This book introduces important concepts in the analysis and design of control systems. Readers will find it to be a clear and understandable textbook for control system courses at colleges and universities. It is written for senior electrical, mechanical, aerospace, or chemical engineering students. The reader is expected to have fulfilled the following prerequisites: introductory courses on differential equations, Laplace transforms, vector- matrix analysis, circuit analysis, mechanics, and introductory thermodynamics. The main revisions made in this edition are as follows:

  • The use of MATLAB for obtaining responses of control systems to various inputs has been increased.
  • The usefulness of the computational optimization approach with MATLAB has been demonstrated.
  • New example problems have been added throughout the book.
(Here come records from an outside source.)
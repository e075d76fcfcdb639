use crate::StoreError;
use async_trait::async_trait;
use std::collections::{BTreeMap, HashMap};
use std::path::PathBuf;
use tokio::sync::{Mutex, RwLock};
use tracing::debug;

/// String-keyed persistent storage holding string values
#[async_trait]
pub trait KeyValueStore: Send + Sync {
    async fn get(&self, key: &str) -> Result<Option<String>, StoreError>;

    /// Replace the value stored under `key`
    async fn set(&self, key: &str, value: String) -> Result<(), StoreError>;
}

/// Key/value pairs kept as one JSON object on disk
pub struct FileStore {
    path: PathBuf,
    entries: Mutex<BTreeMap<String, String>>,
}

impl FileStore {
    /// Open the store, starting empty when the file does not exist yet
    pub async fn open(path: impl Into<PathBuf>) -> Result<Self, StoreError> {
        let path = path.into();

        let entries = match tokio::fs::read_to_string(&path).await {
            Ok(contents) if contents.trim().is_empty() => BTreeMap::new(),
            Ok(contents) => {
                serde_json::from_str(&contents).map_err(|e| StoreError::CorruptFile {
                    path: path.display().to_string(),
                    reason: e.to_string(),
                })?
            }
            Err(e) if e.kind() == std::io::ErrorKind::NotFound => {
                debug!("No store file at {}, starting empty", path.display());
                BTreeMap::new()
            }
            Err(e) => return Err(e.into()),
        };

        Ok(Self {
            path,
            entries: Mutex::new(entries),
        })
    }

    async fn write_file(&self, entries: &BTreeMap<String, String>) -> Result<(), StoreError> {
        let contents = serde_json::to_string_pretty(entries)?;
        let tmp = self.path.with_extension("tmp");

        tokio::fs::write(&tmp, contents).await?;
        tokio::fs::rename(&tmp, &self.path).await?;
        Ok(())
    }
}

#[async_trait]
impl KeyValueStore for FileStore {
    async fn get(&self, key: &str) -> Result<Option<String>, StoreError> {
        Ok(self.entries.lock().await.get(key).cloned())
    }

    async fn set(&self, key: &str, value: String) -> Result<(), StoreError> {
        let mut entries = self.entries.lock().await;

        let mut updated = entries.clone();
        updated.insert(key.to_string(), value);
        self.write_file(&updated).await?;

        debug!("Persisted key '{}' to {}", key, self.path.display());
        *entries = updated;
        Ok(())
    }
}

/// In-process store, nothing survives a restart
#[derive(Default)]
pub struct MemoryStore {
    entries: RwLock<HashMap<String, String>>,
}

impl MemoryStore {
    pub fn new() -> Self {
        Self::default()
    }
}

#[async_trait]
impl KeyValueStore for MemoryStore {
    async fn get(&self, key: &str) -> Result<Option<String>, StoreError> {
        Ok(self.entries.read().await.get(key).cloned())
    }

    async fn set(&self, key: &str, value: String) -> Result<(), StoreError> {
        self.entries.write().await.insert(key.to_string(), value);
        Ok(())
    }
}

#[cfg(test)]
mod tests {
    use super::*;
    use tempfile::tempdir;

    #[tokio::test]
    async fn test_file_store_missing_file_is_empty() {
        let temp_dir = tempdir().unwrap();
        let store = FileStore::open(temp_dir.path().join("missing.json"))
            .await
            .unwrap();
        assert_eq!(store.get("watchlist").await.unwrap(), None);
    }

    #[tokio::test]
    async fn test_file_store_persists_across_open() {
        let temp_dir = tempdir().unwrap();
        let path = temp_dir.path().join("store.json");

        let store = FileStore::open(&path).await.unwrap();
        store.set("watchlist", r#"["bitcoin"]"#.to_string()).await.unwrap();
        store.set("theme", "dark".to_string()).await.unwrap();
        drop(store);

        let reopened = FileStore::open(&path).await.unwrap();
        assert_eq!(
            reopened.get("watchlist").await.unwrap().as_deref(),
            Some(r#"["bitcoin"]"#)
        );
        assert_eq!(reopened.get("theme").await.unwrap().as_deref(), Some("dark"));
        assert!(!path.with_extension("tmp").exists());
    }

    #[tokio::test]
    async fn test_file_store_corrupt_file() {
        let temp_dir = tempdir().unwrap();
        let path = temp_dir.path().join("store.json");
        std::fs::write(&path, "[1, 2").unwrap();

        let result = FileStore::open(&path).await;
        assert!(matches!(result, Err(StoreError::CorruptFile { .. })));
    }

    #[tokio::test]
    async fn test_memory_store() {
        let store = MemoryStore::new();
        assert_eq!(store.get("k").await.unwrap(), None);
        store.set("k", "v1".to_string()).await.unwrap();
        store.set("k", "v2".to_string()).await.unwrap();
        assert_eq!(store.get("k").await.unwrap().as_deref(), Some("v2"));
    }
}
//! Filtering and sorting of a market page.
//!
//! The view is always derived from the full page and the current criteria;
//! nothing is patched incrementally.

use crate::models::CoinSummary;
use serde::{Deserialize, Serialize};

#[derive(Debug, Clone, Copy, Default, Serialize, Deserialize, PartialEq, Eq)]
#[serde(rename_all = "snake_case")]
pub enum RankFilter {
    #[default]
    All,
    Top5,
    Top10,
}

impl RankFilter {
    fn max_rank(&self) -> Option<u32> {
        match self {
            RankFilter::All => None,
            RankFilter::Top5 => Some(5),
            RankFilter::Top10 => Some(10),
        }
    }
}

/// Filter on the sign of the 24h price change
#[derive(Debug, Clone, Copy, Default, Serialize, Deserialize, PartialEq, Eq)]
#[serde(rename_all = "snake_case")]
pub enum ChangeFilter {
    #[default]
    All,
    Positive,
    Negative,
}

#[derive(Debug, Clone, Copy, Default, Serialize, Deserialize, PartialEq, Eq)]
#[serde(rename_all = "snake_case")]
pub enum VolumeSort {
    #[default]
    None,
    #[serde(alias = "high")]
    HighToLow,
}

#[derive(Debug, Clone, Default, Serialize, Deserialize, PartialEq, Eq)]
pub struct FilterCriteria {
    #[serde(default)]
    pub search: String,
    #[serde(default)]
    pub rank: RankFilter,
    #[serde(default)]
    pub change: ChangeFilter,
    #[serde(default)]
    pub volume: VolumeSort,
}

/// Apply text, rank and change filters, then the volume sort.
pub fn filter_coins(rows: &[CoinSummary], criteria: &FilterCriteria) -> Vec<CoinSummary> {
    let needle = criteria.search.to_lowercase();

    let mut result: Vec<CoinSummary> = rows
        .iter()
        .filter(|coin| matches_search(coin, &needle))
        .filter(|coin| matches_rank(coin, criteria.rank))
        .filter(|coin| matches_change(coin, criteria.change))
        .cloned()
        .collect();

    if criteria.volume == VolumeSort::HighToLow {
        // sort_by is stable, equal volumes keep market cap order
        result.sort_by(|a, b| b.total_volume.total_cmp(&a.total_volume));
    }

    result
}

fn matches_search(coin: &CoinSummary, needle: &str) -> bool {
    needle.is_empty()
        || coin.name.to_lowercase().contains(needle)
        || coin.symbol.to_lowercase().contains(needle)
}

fn matches_rank(coin: &CoinSummary, filter: RankFilter) -> bool {
    match filter.max_rank() {
        None => true,
        Some(max) => coin.market_cap_rank.is_some_and(|rank| rank <= max),
    }
}

fn matches_change(coin: &CoinSummary, filter: ChangeFilter) -> bool {
    match (filter, coin.price_change_percentage_24h) {
        (ChangeFilter::All, _) => true,
        (ChangeFilter::Positive, Some(change)) => change > 0.0,
        (ChangeFilter::Negative, Some(change)) => change < 0.0,
        (_, None) => false,
    }
}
  • Materials in the previous edition that are of secondary importance have been deleted in order to provide space for more important subjects. Signal flow graphs were dropped from the book. A chapter on Laplace transform was deleted. Instead, Laplace transform tables, and partial-fraction expansion with MATLAB are pre- sented in Appendix A and Appendix B, respectively.
  • A short summary of vector-matrix analysis is presented in Appendix C; this will help the reader to find the inverses of n x n matrices that may be involved in the analy- sis and design of control systems.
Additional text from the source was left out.